Emerging from my hiding spot, I had to laugh at myself. There I was in little boy shoes that velcroed shut, gym shorts and a hat that was too big for me and I couldn’t imagine being anywhere else.

We pulled off the side of a road in Maui to take some photos the view of the ocean from the road. A local pulled up and asked if we were going hiking. With “adventuring” being the only thing on our to-do list, we said yes.

“Well go up the road about half a mile, pull off to the right and there’s a trail called Thirteen Crossings. It’s not in that book you’re carrying.”

And off he drove.

We threw our camera in the rental car (Camaro, not Mustang), and drove to the spot he mentioned and found a path just big enough to go through single file.

The thing about trails in Hawaii is that none of them are trails in the sense that I, a beginner outdoorswoman, call trails. Here in North Carolina, the trails I visit are wide, well-worn and often state maintained.

The trails in Hawaii are paths through the woods with jungly overgrowth waiting to claim its next victim. The terrain is unforgiving, splashing mud over your legs if it’s raining and making innocent rocks slippery death traps.

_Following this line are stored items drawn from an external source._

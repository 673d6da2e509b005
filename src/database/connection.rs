//! Conexión a PostgreSQL
//!
//! Este módulo crea el pool compartido y aplica las migraciones del esquema.

use anyhow::Result;
use sqlx::PgPool;
use tracing::info;

use crate::config::database::{mask_database_url, DatabaseConfig};

/// Pool de conexiones listo para usar
#[derive(Clone)]
pub struct DatabaseConnection {
    pool: PgPool,
}

impl DatabaseConnection {
    /// Conectar usando `DATABASE_URL`
    pub async fn new_default() -> Result<Self> {
        Self::new(&DatabaseConfig::from_env()?).await
    }

    pub async fn new(config: &DatabaseConfig) -> Result<Self> {
        info!("🔌 Conectando a {}", mask_database_url(&config.url));
        let pool = config.create_pool().await?;
        Ok(Self { pool })
    }

    pub fn pool(&self) -> &PgPool {
        &self.pool
    }

    /// Ejecutar migraciones de la base de datos
    pub async fn run_migrations(&self) -> Result<()> {
        run_migrations(&self.pool).await
    }
}

/// Ejecutar migraciones sobre un pool existente
pub async fn run_migrations(pool: &PgPool) -> Result<()> {
    sqlx::migrate!("./migrations").run(pool).await?;
    info!("✅ Migraciones aplicadas");
    Ok(())
}
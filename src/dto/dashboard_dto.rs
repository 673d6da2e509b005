use serde::Serialize;

#[derive(Debug, Default, Serialize, PartialEq, Eq)]
pub struct CarStatusCounts {
    pub total: i64,
    pub available: i64,
    pub booked: i64,
    pub maintenance: i64,
}

#[derive(Debug, Default, Serialize, PartialEq, Eq)]
pub struct BookingStatusCounts {
    pub total: i64,
    pub pending: i64,
    pub approved: i64,
    pub rejected: i64,
    pub completed: i64,
    pub cancelled: i64,
}

// Estadísticas del panel de administración
#[derive(Debug, Serialize)]
pub struct DashboardStats {
    pub cars: CarStatusCounts,
    pub bookings: BookingStatusCounts,
    pub total_distance: i64,
    pub active_users: i64,
    pub open_maintenance: i64,
}
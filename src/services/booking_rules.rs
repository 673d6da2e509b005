//! Reglas de negocio de las reservas
//!
//! Funciones puras: parseo del rango, capacidad, kilometraje
//! y estado del vehículo al liberarlo. Los controladores las combinan con
//! las consultas dentro de una transacción.

use chrono::{NaiveDate, NaiveDateTime, NaiveTime};
use validator::{ValidationError, ValidationErrors};

use crate::models::car::CarStatus;
use crate::utils::errors::{AppError, AppResult};
use crate::utils::validation::{validate_date, validate_time};

/// Rango de fecha/hora de una reserva
#[derive(Debug, Clone, Copy, PartialEq, Eq)]
pub struct BookingWindow {
    pub start_date: NaiveDate,
    pub start_time: NaiveTime,
    pub end_date: NaiveDate,
    pub end_time: NaiveTime,
}

impl BookingWindow {
    /// Parsear y validar el rango; el fin debe ser posterior al inicio
    pub fn parse(start_date: &str, start_time: &str, end_date: &str, end_time: &str) -> AppResult<Self> {
        let mut errors = ValidationErrors::new();

        let start_date = collect(&mut errors, "start_date", validate_date(start_date));
        let start_time = collect(&mut errors, "start_time", validate_time(start_time));
        let end_date = collect(&mut errors, "end_date", validate_date(end_date));
        let end_time = collect(&mut errors, "end_time", validate_time(end_time));

        let (Some(start_date), Some(start_time), Some(end_date), Some(end_time)) =
            (start_date, start_time, end_date, end_time)
        else {
            return Err(AppError::Validation(errors));
        };

        let window = Self {
            start_date,
            start_time,
            end_date,
            end_time,
        };

        if window.ends_at() <= window.starts_at() {
            return Err(AppError::BadRequest(
                "La fecha de fin debe ser posterior a la de inicio".to_string(),
            ));
        }

        Ok(window)
    }

    pub fn starts_at(&self) -> NaiveDateTime {
        self.start_date.and_time(self.start_time)
    }

    pub fn ends_at(&self) -> NaiveDateTime {
        self.end_date.and_time(self.end_time)
    }

    pub fn ensure_not_in_past(&self, now: NaiveDateTime) -> AppResult<()> {
        if self.starts_at() < now {
            return Err(AppError::BadRequest(
                "No se puede reservar en una fecha pasada".to_string(),
            ));
        }
        Ok(())
    }
}

fn collect<T>(errors: &mut ValidationErrors, field: &'static str, result: Result<T, ValidationError>) -> Option<T> {
    match result {
        Ok(value) => Some(value),
        Err(error) => {
            errors.add(field, error);
            None
        }
    }
}

pub fn validate_passengers(passengers: i32, capacity: i32) -> AppResult<()> {
    if passengers < 1 {
        return Err(AppError::BadRequest("Debe haber al menos un pasajero".to_string()));
    }
    if passengers > capacity {
        return Err(AppError::BadRequest(format!(
            "El vehículo admite como máximo {} pasajeros",
            capacity
        )));
    }
    Ok(())
}

/// Kilómetros recorridos entre la salida y la devolución
pub fn compute_distance(start_mileage: i32, end_mileage: i32) -> AppResult<i32> {
    if end_mileage < start_mileage {
        return Err(AppError::BadRequest(format!(
            "El kilometraje de devolución ({}) no puede ser menor que el de salida ({})",
            end_mileage, start_mileage
        )));
    }
    Ok(end_mileage - start_mileage)
}

/// Estado del vehículo cuando una reserva aprobada lo libera
pub fn car_status_after_release(current: CarStatus, held_by_other: bool) -> CarStatus {
    match current {
        CarStatus::Maintenance => CarStatus::Maintenance,
        _ if held_by_other => CarStatus::Booked,
        _ => CarStatus::Available,
    }
}

/// Cambio manual de estado por un administrador. `held` indica que hay una
/// reserva aprobada y `open_maintenance` un mantenimiento sin cerrar.
pub fn check_manual_status_change(
    current: CarStatus,
    target: CarStatus,
    held: bool,
    open_maintenance: bool,
) -> AppResult<()> {
    if current == target {
        return Ok(());
    }
    if held {
        return Err(AppError::Conflict(
            "El vehículo tiene una reserva aprobada; usa la devolución o la cancelación".to_string(),
        ));
    }
    if open_maintenance {
        return Err(AppError::Conflict(
            "El vehículo tiene un mantenimiento abierto; complétalo o elimínalo".to_string(),
        ));
    }
    if target == CarStatus::Booked {
        return Err(AppError::Conflict(
            "Solo la aprobación de una reserva marca un vehículo como reservado".to_string(),
        ));
    }
    Ok(())
}
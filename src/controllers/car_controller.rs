use sqlx::PgPool;
use tracing::info;
use uuid::Uuid;
use validator::Validate;

use crate::dto::api_response::ApiResponse;
use crate::dto::car_dto::{
    AvailabilityQuery, CarFilters, CarResponse, CreateCarRequest, UpdateCarRequest, UploadImageRequest,
};
use crate::models::car::{Car, CarStatus};
use crate::repositories::booking_repository::BookingRepository;
use crate::repositories::car_repository::CarRepository;
use crate::repositories::car_type_repository::CarTypeRepository;
use crate::repositories::maintenance_repository::MaintenanceRepository;
use crate::services::booking_rules::{check_manual_status_change, BookingWindow};
use crate::services::image_storage::ImageStorage;
use crate::utils::errors::{conflict_error, not_found_error, AppError, AppResult};
use crate::utils::validation::normalize_license_plate;

pub struct CarController {
    pool: PgPool,
    repository: CarRepository,
    car_types: CarTypeRepository,
}

impl CarController {
    pub fn new(pool: PgPool) -> Self {
        Self {
            repository: CarRepository::new(pool.clone()),
            car_types: CarTypeRepository::new(pool.clone()),
            pool,
        }
    }

    async fn find(&self, id: Uuid) -> AppResult<Car> {
        self.repository
            .find_by_id(id)
            .await?
            .ok_or_else(|| not_found_error("Car", &id.to_string()))
    }

    async fn ensure_car_type(&self, car_type_id: Uuid) -> AppResult<()> {
        self.car_types
            .find_by_id(car_type_id)
            .await?
            .map(|_| ())
            .ok_or_else(|| AppError::BadRequest(format!("El tipo de vehículo '{}' no existe", car_type_id)))
    }

    pub async fn list(&self, filters: CarFilters) -> AppResult<Vec<CarResponse>> {
        let cars = self.repository.list(&filters).await?;
        Ok(cars.into_iter().map(CarResponse::from).collect())
    }

    pub async fn get_by_id(&self, id: Uuid) -> AppResult<CarResponse> {
        Ok(CarResponse::from(self.find(id).await?))
    }

    pub async fn available(&self, query: AvailabilityQuery) -> AppResult<Vec<CarResponse>> {
        let window = BookingWindow::parse(&query.start_date, &query.start_time, &query.end_date, &query.end_time)?;

        let cars = self
            .repository
            .list_available(window.starts_at(), window.ends_at(), query.passengers)
            .await?;

        Ok(cars.into_iter().map(CarResponse::from).collect())
    }

    pub async fn create(&self, request: CreateCarRequest) -> AppResult<ApiResponse<CarResponse>> {
        request.validate()?;
        self.ensure_car_type(request.car_type_id).await?;

        let license_plate = normalize_license_plate(&request.license_plate);
        if self.repository.license_plate_exists(&license_plate, None).await? {
            return Err(conflict_error("Car", "license_plate", &license_plate));
        }

        let car = self.repository.create(license_plate, request).await?;
        info!(car_id = %car.id, plate = %car.license_plate, "🚗 Vehículo creado");

        Ok(ApiResponse::success_with_message(
            CarResponse::from(car),
            "Vehículo creado exitosamente",
        ))
    }

    pub async fn update(&self, id: Uuid, request: UpdateCarRequest) -> AppResult<ApiResponse<CarResponse>> {
        request.validate()?;

        let current = self.find(id).await?;
        if let Some(car_type_id) = request.car_type_id {
            self.ensure_car_type(car_type_id).await?;
        }

        let license_plate = request.license_plate.as_deref().map(normalize_license_plate);
        if let Some(plate) = &license_plate {
            if self.repository.license_plate_exists(plate, Some(id)).await? {
                return Err(conflict_error("Car", "license_plate", plate));
            }
        }

        let car = self.repository.update(current, license_plate, request).await?;
        Ok(ApiResponse::success_with_message(
            CarResponse::from(car),
            "Vehículo actualizado exitosamente",
        ))
    }

    /// Cambio manual de estado. Las reservas aprobadas y los mantenimientos
    /// abiertos mandan sobre el estado que pida el administrador.
    pub async fn update_status(&self, id: Uuid, status: CarStatus) -> AppResult<ApiResponse<CarResponse>> {
        let mut tx = self.pool.begin().await?;

        let car = CarRepository::lock(&mut *tx, id)
            .await?
            .ok_or_else(|| not_found_error("Car", &id.to_string()))?;

        let held = BookingRepository::car_is_held(&mut *tx, car.id).await?;
        let open_maintenance = MaintenanceRepository::open_for_car(&mut *tx, car.id).await?;
        check_manual_status_change(car.status, status, held, open_maintenance)?;

        CarRepository::set_status(&mut *tx, car.id, status).await?;
        tx.commit().await?;

        let car = self.find(car.id).await?;
        info!(car_id = %car.id, status = status.as_str(), "🚗 Estado de vehículo actualizado");

        Ok(ApiResponse::success_with_message(
            CarResponse::from(car),
            "Estado actualizado exitosamente",
        ))
    }

    pub async fn upload_image(
        &self,
        storage: &ImageStorage,
        id: Uuid,
        request: UploadImageRequest,
    ) -> AppResult<ApiResponse<CarResponse>> {
        request.validate()?;

        let car = self.find(id).await?;
        let relative = storage
            .save_car_image(car.id, &request.filename, &request.content_base64)
            .await?;

        let updated = storage
            .discard_on_error(&relative, self.repository.update_image(car.id, &relative).await)
            .await?;
        if let Some(previous) = car.image_path {
            storage.remove(&previous).await?;
        }

        Ok(ApiResponse::success_with_message(
            CarResponse::from(updated),
            "Imagen actualizada exitosamente",
        ))
    }

    pub async fn delete(&self, storage: &ImageStorage, id: Uuid) -> AppResult<()> {
        let car = self.find(id).await?;

        if self.repository.has_active_bookings(car.id).await? {
            return Err(AppError::Conflict(
                "El vehículo tiene reservas pendientes o aprobadas".to_string(),
            ));
        }

        self.repository.delete(car.id).await?;
        if let Some(image) = car.image_path {
            storage.remove(&image).await?;
        }

        info!(car_id = %car.id, "🗑️ Vehículo eliminado");
        Ok(())
    }
}
use axum::{
    extract::{Path, Query, State},
    routing::{get, post, put},
    Extension, Json, Router,
};
use uuid::Uuid;

use crate::controllers::car_controller::CarController;
use crate::dto::api_response::ApiResponse;
use crate::dto::car_dto::{
    AvailabilityQuery, CarFilters, CarResponse, CreateCarRequest, UpdateCarRequest, UpdateCarStatusRequest,
    UploadImageRequest,
};
use crate::middleware::auth::AuthenticatedUser;
use crate::state::AppState;
use crate::utils::errors::AppError;

/// Lectura para cualquier usuario autenticado; escritura solo admin
pub fn create_car_router() -> Router<AppState> {
    Router::new()
        .route("/", get(list_cars).post(create_car))
        .route("/available", get(available_cars))
        .route("/:id", get(get_car).put(update_car).delete(delete_car))
        .route("/:id/status", put(update_car_status))
        .route("/:id/image", post(upload_car_image))
}

async fn list_cars(
    State(state): State<AppState>,
    Query(filters): Query<CarFilters>,
) -> Result<Json<Vec<CarResponse>>, AppError> {
    let controller = CarController::new(state.pool.clone());
    Ok(Json(controller.list(filters).await?))
}

async fn available_cars(
    State(state): State<AppState>,
    Query(query): Query<AvailabilityQuery>,
) -> Result<Json<Vec<CarResponse>>, AppError> {
    let controller = CarController::new(state.pool.clone());
    Ok(Json(controller.available(query).await?))
}

async fn get_car(
    State(state): State<AppState>,
    Path(id): Path<Uuid>,
) -> Result<Json<CarResponse>, AppError> {
    let controller = CarController::new(state.pool.clone());
    Ok(Json(controller.get_by_id(id).await?))
}

async fn create_car(
    State(state): State<AppState>,
    Extension(actor): Extension<AuthenticatedUser>,
    Json(request): Json<CreateCarRequest>,
) -> Result<Json<ApiResponse<CarResponse>>, AppError> {
    actor.require_admin()?;
    let controller = CarController::new(state.pool.clone());
    Ok(Json(controller.create(request).await?))
}

async fn update_car(
    State(state): State<AppState>,
    Extension(actor): Extension<AuthenticatedUser>,
    Path(id): Path<Uuid>,
    Json(request): Json<UpdateCarRequest>,
) -> Result<Json<ApiResponse<CarResponse>>, AppError> {
    actor.require_admin()?;
    let controller = CarController::new(state.pool.clone());
    Ok(Json(controller.update(id, request).await?))
}

async fn update_car_status(
    State(state): State<AppState>,
    Extension(actor): Extension<AuthenticatedUser>,
    Path(id): Path<Uuid>,
    Json(request): Json<UpdateCarStatusRequest>,
) -> Result<Json<ApiResponse<CarResponse>>, AppError> {
    actor.require_admin()?;
    let controller = CarController::new(state.pool.clone());
    Ok(Json(controller.update_status(id, request.status).await?))
}

async fn upload_car_image(
    State(state): State<AppState>,
    Extension(actor): Extension<AuthenticatedUser>,
    Path(id): Path<Uuid>,
    Json(request): Json<UploadImageRequest>,
) -> Result<Json<ApiResponse<CarResponse>>, AppError> {
    actor.require_admin()?;
    let controller = CarController::new(state.pool.clone());
    Ok(Json(controller.upload_image(&state.images, id, request).await?))
}

async fn delete_car(
    State(state): State<AppState>,
    Extension(actor): Extension<AuthenticatedUser>,
    Path(id): Path<Uuid>,
) -> Result<Json<ApiResponse<()>>, AppError> {
    actor.require_admin()?;
    let controller = CarController::new(state.pool.clone());
    controller.delete(&state.images, id).await?;
    Ok(Json(ApiResponse::message("Vehículo eliminado exitosamente")))
}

Within five minutes of entering the jungle, the path ended at a stream with smooth rocks going across. Looking across the water, Kevin spotted a similar path on the other side.

“Maybe this is why it’s called Thirteen Crossings?”

Two miles later, one major fall off a rock, and what seemed like fifty crossings, we reached a fork in the path. We could hear water from both directions, so we chose to go right thinking we could circle back and go left if we were wrong.

A few more minutes (and the aforementioned restroom rock visit), we stumbled upon the first waterfall of our trip. Falling from about 20 feet above us into a small pool, the mountain water was cold and clear. I had never seen anything like it.

We quickly splashed into the water at the bottom of the falls and Kevin pointed out freshwater prawns scurrying away from the movement. That water was the coldest, most crisp water I’d ever encountered. Now I know why bottled water companies tend to be named after mountains or springs.

Above the falls, something orange caught my eye. It was a rope…and it led to the two other waterfalls that funneled down the mountain to the one we were admiring. Suddenly, we were in the middle of another Hawaii Hiking 101 lesson: proceed at your own risk.

Fortune favors the bold, especially in Hawaii. I can’t explain the amazing views from the tippy top waterfall at Thirteen Crossings because I was not about to climb up mud, vines and orange rope (that who knows put there) to climb to the top of the three waterfalls with no cell service and only one way out. A girl’s gotta draw the line somewhere, you know?